Impact on Brookfield: Challenge or Opportunity?

For Brookfield, the need for more energy infrastructure to support AI is both a challenge and a significant opportunity, given their existing expertise and strategic focus:

  • Existing Expertise in Energy Infrastructure: Brookfield is one of the world’s largest infrastructure investors, with a portfolio that includes transport, data, utilities, and midstream sectors. Their Renewable Power & Transition business has invested in renewable energy, nuclear power, and other energy infrastructure, positioning them to meet the growing demand for AI-related energy needs . For example, Brookfield has a history of investing in renewable power, including a landmark deal with Microsoft for renewable energy supply and a $30 billion partnership with Intel for semiconductor manufacturing, both of which highlight their capability in energy infrastructure .
  • AI Infrastructure Investments: Brookfield’s recent investments in AI infrastructure explicitly include components for energy generation and associated infrastructure.
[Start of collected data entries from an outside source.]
/// All entity primary keys are UUIDs, generated by the database.
pub type DbId = uuid::Uuid;

/// All timestamps are UTC.
pub type Timestamp = chrono::DateTime<chrono::Utc>;
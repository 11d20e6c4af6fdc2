//! Per-table counters for the admin dashboard.
//!
//! Every method is a single-table query and an independent point-in-time
//! snapshot; the dashboard handler fans them out concurrently and tolerates
//! individual failures. Rolling-window cutoffs are computed by the caller
//! and bound as parameters so "this month" means the same instant across a
//! section's queries.

use chrono::NaiveDate;
use forgeline_core::types::Timestamp;
use sqlx::PgPool;

use crate::models::stats::{
    ContactStats, MeetingStats, ProjectStats, RegistrationStats, ReviewStats,
};

/// Provides aggregate counters, one table per method.
pub struct StatsRepo;

impl StatsRepo {
    /// Project counters. `active` means not archived.
    pub async fn projects(pool: &PgPool, month_cutoff: Timestamp) -> Result<ProjectStats, sqlx::Error> {
        let (total, active, featured, this_month): (i64, i64, i64, i64) = sqlx::query_as(
            "SELECT COUNT(*),
                    COUNT(*) FILTER (WHERE status <> 'archived'),
                    COUNT(*) FILTER (WHERE featured = true),
                    COUNT(*) FILTER (WHERE created_at >= $1)
             FROM projects",
        )
        .bind(month_cutoff)
        .fetch_one(pool)
        .await?;
        Ok(ProjectStats {
            total,
            active,
            featured,
            this_month,
        })
    }

    /// Review counters. `pending` counts `is_approved IS NULL` exactly;
    /// rejected reviews are excluded.
    pub async fn reviews(pool: &PgPool, month_cutoff: Timestamp) -> Result<ReviewStats, sqlx::Error> {
        let (total, pending, approved, this_month): (i64, i64, i64, i64) = sqlx::query_as(
            "SELECT COUNT(*),
                    COUNT(*) FILTER (WHERE is_approved IS NULL),
                    COUNT(*) FILTER (WHERE is_approved = true),
                    COUNT(*) FILTER (WHERE created_at >= $1)
             FROM reviews",
        )
        .bind(month_cutoff)
        .fetch_one(pool)
        .await?;
        Ok(ReviewStats {
            total,
            pending,
            approved,
            this_month,
        })
    }

    /// Registration counters.
    pub async fn registrations(
        pool: &PgPool,
        month_cutoff: Timestamp,
    ) -> Result<RegistrationStats, sqlx::Error> {
        let (total, pending, this_month): (i64, i64, i64) = sqlx::query_as(
            "SELECT COUNT(*),
                    COUNT(*) FILTER (WHERE status = 'pending'),
                    COUNT(*) FILTER (WHERE created_at >= $1)
             FROM meeting_registrations",
        )
        .bind(month_cutoff)
        .fetch_one(pool)
        .await?;
        Ok(RegistrationStats {
            total,
            pending,
            this_month,
        })
    }

    /// Contact-message counters.
    pub async fn contacts(pool: &PgPool, week_cutoff: Timestamp) -> Result<ContactStats, sqlx::Error> {
        let (total, new, this_week): (i64, i64, i64) = sqlx::query_as(
            "SELECT COUNT(*),
                    COUNT(*) FILTER (WHERE status = 'new'),
                    COUNT(*) FILTER (WHERE created_at >= $1)
             FROM contact_messages",
        )
        .bind(week_cutoff)
        .fetch_one(pool)
        .await?;
        Ok(ContactStats {
            total,
            new,
            this_week,
        })
    }

    /// Meeting counters. `upcoming` counts meetings on or after `today`.
    pub async fn meetings(pool: &PgPool, today: NaiveDate) -> Result<MeetingStats, sqlx::Error> {
        let (total, upcoming): (i64, i64) = sqlx::query_as(
            "SELECT COUNT(*),
                    COUNT(*) FILTER (WHERE date >= $1)
             FROM meetings",
        )
        .bind(today)
        .fetch_one(pool)
        .await?;
        Ok(MeetingStats { total, upcoming })
    }
}
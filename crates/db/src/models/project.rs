//! Project entity model and DTOs.

use forgeline_core::types::{DbId, Timestamp};
use serde::{Deserialize, Serialize};
use sqlx::FromRow;

/// A fabrication project row from the `projects` table.
#[derive(Debug, Clone, FromRow, Serialize)]
pub struct Project {
    pub id: DbId,
    pub title: String,
    pub description: Option<String>,
    /// One of the closed category set (residential/commercial/custom/industrial).
    pub category: String,
    /// Ordered image URLs.
    pub images: Vec<String>,
    pub owner_id: Option<DbId>,
    /// One of draft/published/archived.
    pub status: String,
    pub featured: bool,
    pub created_at: Timestamp,
    pub updated_at: Timestamp,
}

/// DTO for creating a new project.
#[derive(Debug, Clone, Deserialize)]
pub struct CreateProject {
    pub title: String,
    pub description: Option<String>,
    pub category: String,
    #[serde(default)]
    pub images: Vec<String>,
    pub owner_id: Option<DbId>,
}

/// DTO for updating an existing project. Only non-`None` fields are applied.
#[derive(Debug, Clone, Deserialize)]
pub struct UpdateProject {
    pub title: Option<String>,
    pub description: Option<String>,
    pub category: Option<String>,
    pub images: Option<Vec<String>>,
}

/// Filter for paged project listings.
#[derive(Debug, Clone, Default, PartialEq)]
pub struct ProjectFilter {
    pub category: Option<String>,
    pub status: Option<String>,
    pub featured_only: bool,
}
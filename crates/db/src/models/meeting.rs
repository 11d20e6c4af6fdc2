//! Meeting entity model and DTOs.

use chrono::{NaiveDate, NaiveTime};
use forgeline_core::types::{DbId, Timestamp};
use serde::{Deserialize, Serialize};
use sqlx::FromRow;

/// An open-house or consultation meeting from the `meetings` table.
///
/// There is no remaining-spots column; availability is derived by counting
/// approved registrations against `spots`.
#[derive(Debug, Clone, FromRow, Serialize)]
pub struct Meeting {
    pub id: DbId,
    pub title: String,
    pub date: NaiveDate,
    pub time: NaiveTime,
    pub location: String,
    pub address: Option<String>,
    /// Total capacity.
    pub spots: i32,
    pub description: Option<String>,
    pub created_at: Timestamp,
    pub updated_at: Timestamp,
}

/// A meeting together with its derived availability.
#[derive(Debug, Clone, Serialize)]
pub struct MeetingWithAvailability {
    #[serde(flatten)]
    pub meeting: Meeting,
    /// `spots` minus approved registrations, floored at zero.
    pub remaining_spots: i32,
}

/// DTO for creating a meeting.
#[derive(Debug, Clone, Deserialize)]
pub struct CreateMeeting {
    pub title: String,
    pub date: NaiveDate,
    pub time: NaiveTime,
    pub location: String,
    pub address: Option<String>,
    pub spots: i32,
    pub description: Option<String>,
}

/// DTO for updating a meeting. Only non-`None` fields are applied.
#[derive(Debug, Clone, Deserialize)]
pub struct UpdateMeeting {
    pub title: Option<String>,
    pub date: Option<NaiveDate>,
    pub time: Option<NaiveTime>,
    pub location: Option<String>,
    pub address: Option<String>,
    pub spots: Option<i32>,
    pub description: Option<String>,
}
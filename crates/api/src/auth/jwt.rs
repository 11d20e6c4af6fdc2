//! JWT access-token generation/validation and refresh-token helpers.
//!
//! Access tokens are HS256-signed JWTs containing a [`Claims`] payload.
//! Refresh tokens are opaque random strings; only their SHA-256 hash is stored
//! server-side so a database leak does not compromise active sessions.

use forgeline_core::types::DbId;
use jsonwebtoken::{decode, encode, DecodingKey, EncodingKey, Header, Validation};
use serde::{Deserialize, Serialize};
use sha2::{Digest, Sha256};
use uuid::Uuid;

/// JWT claims embedded in every access token.
#[derive(Debug, Serialize, Deserialize, Clone)]
pub struct Claims {
    /// Subject -- the user's id.
    pub sub: DbId,
    /// The user's role name (`"admin"` or `"user"`).
    pub role: String,
    /// Expiration time (UTC Unix timestamp).
    pub exp: i64,
    /// Issued-at time (UTC Unix timestamp).
    pub iat: i64,
    /// Unique token identifier (UUID v4) for revocation / audit.
    pub jti: String,
}

/// Configuration for JWT token generation and validation.
#[derive(Debug, Clone)]
pub struct JwtConfig {
    /// HMAC-SHA256 secret used to sign and verify tokens.
    pub secret: String,
    /// Access token lifetime in minutes (default: 15).
    pub access_token_expiry_mins: i64,
    /// Refresh token lifetime in days (default: 7).
    pub refresh_token_expiry_days: i64,
}

/// Default access token expiry in minutes.
const DEFAULT_ACCESS_EXPIRY_MINS: i64 = 15;
/// Default refresh token expiry in days.
const DEFAULT_REFRESH_EXPIRY_DAYS: i64 = 7;

impl JwtConfig {
    /// Load JWT configuration from environment variables.
    ///
    /// | Env Var                    | Required | Default |
    /// |----------------------------|----------|---------|
    /// | `JWT_SECRET`               | **yes**  | --      |
    /// | `JWT_ACCESS_EXPIRY_MINS`   | no       | `15`    |
    /// | `JWT_REFRESH_EXPIRY_DAYS`  | no       | `7`     |
    ///
    /// # Panics
    ///
    /// Panics if `JWT_SECRET` is not set or is empty.
    pub fn from_env() -> Self {
        let secret =
            std::env::var("JWT_SECRET").expect("JWT_SECRET must be set in the environment");
        assert!(!secret.is_empty(), "JWT_SECRET must not be empty");

        let access_token_expiry_mins: i64 = std::env::var("JWT_ACCESS_EXPIRY_MINS")
            .unwrap_or_else(|_| DEFAULT_ACCESS_EXPIRY_MINS.to_string())
            .parse()
            .expect("JWT_ACCESS_EXPIRY_MINS must be a valid i64");

        let refresh_token_expiry_days: i64 = std::env::var("JWT_REFRESH_EXPIRY_DAYS")
            .unwrap_or_else(|_| DEFAULT_REFRESH_EXPIRY_DAYS.to_string())
            .parse()
            .expect("JWT_REFRESH_EXPIRY_DAYS must be a valid i64");

        Self {
            secret,
            access_token_expiry_mins,
            refresh_token_expiry_days,
        }
    }
}

/// Generate an HS256 access token for the given user.
pub fn generate_access_token(
    user_id: DbId,
    role: &str,
    config: &JwtConfig,
) -> Result<String, jsonwebtoken::errors::Error> {
    let now = chrono::Utc::now().timestamp();
    let exp = now + config.access_token_expiry_mins * 60;

    let claims = Claims {
        sub: user_id,
        role: role.to_string(),
        exp,
        iat: now,
        jti: Uuid::new_v4().to_string(),
    };

    encode(
        &Header::default(), // HS256
        &claims,
        &EncodingKey::from_secret(config.secret.as_bytes()),
    )
}

/// Validate and decode an access token, returning the embedded [`Claims`].
///
/// Validates the signature, expiration, and issued-at claims automatically.
pub fn validate_token(
    token: &str,
    config: &JwtConfig,
) -> Result<Claims, jsonwebtoken::errors::Error> {
    let token_data = decode::<Claims>(
        token,
        &DecodingKey::from_secret(config.secret.as_bytes()),
        &Validation::default(), // HS256, validates exp
    )?;
    Ok(token_data.claims)
}

/// Generate a cryptographically random refresh token.
///
/// Returns a tuple of `(plaintext_token, sha256_hex_hash)`. The plaintext is
/// sent to the client; only the hash should be persisted server-side.
pub fn generate_refresh_token() -> (String, String) {
    let plaintext = Uuid::new_v4().to_string();
    let hash = hash_refresh_token(&plaintext);
    (plaintext, hash)
}

/// Compute the SHA-256 hex digest of a refresh token.
pub fn hash_refresh_token(token: &str) -> String {
    let mut hasher = Sha256::new();
    hasher.update(token.as_bytes());
    format!("{:x}", hasher.finalize())
}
In Sweden, their SEK 95 billion investment for a new AI center in Strängnäs includes energy generation as part of the broader infrastructure, aiming to double data center capacity from 300 MW to 750 MW . Similarly, in France, their €20 billion program includes €5 billion for associated AI infrastructure such as data transfer, chip storage, and energy generation, demonstrating their proactive approach to addressing energy needs .
  • Opportunity for Expansion: The growing demand for energy infrastructure to support AI creates additional investment opportunities for Brookfield. As AI continues to drive electricity demand, Brookfield can leverage its expertise in renewable power, nuclear energy, and grid modernization to invest in the necessary energy infrastructure. This aligns with Brookfield’s strategy of investing in the AI value chain, where they have already committed over €100 billion globally across digital infrastructure, renewable power, and semiconductor manufacturing . Their focus on sustainable and ethical investments, such as renewable energy, aligns with Europe’s goals, potentially opening doors to integrated projects that combine AI with energy infrastructure.
  • Strategic Positioning: Brookfield’s early mover advantage in both AI and energy infrastructure positions them to benefit from public-private partnerships and government initiatives aimed at accelerating AI development. For example, the U.S. DOE’s initiative to co-locate data centers with new energy infrastructure on DOE lands could provide Brookfield with opportunities to expand its portfolio while supporting national AI goals . Additionally, Brookfield’s existing presence in Europe, including operations in renewable power and digital infrastructure, enhances their ability to navigate regulatory and logistical challenges.
  • Challenges for Brookfield: While opportunities abound, challenges like construction delays for energy infrastructure, regulatory hurdles, and environmental concerns could affect investment timelines and costs. For instance, building new nuclear plants or upgrading grids requires significant coordination and may face opposition from local communities or environmental groups, potentially slowing down projects . However, Brookfield’s experience in managing large-scale infrastructure projects positions them to mitigate these risks.

Conclusion

Brookfield’s investments in Sweden and France are pivotal for Europe’s AI infrastructure, driving economic growth and aligning with national AI strategies. However, the energy demands of AI present significant challenges that could impact the pace of investment. Brookfield, with its expertise in both AI and energy infrastructure, is uniquely positioned to turn these challenges into opportunities. By integrating energy solutions into its AI projects and leveraging strategic partnerships, Brookfield can not only meet the energy needs of AI but also expand its investment portfolio, ensuring a sustainable and prosperous future in Europe’s AI ecosystem.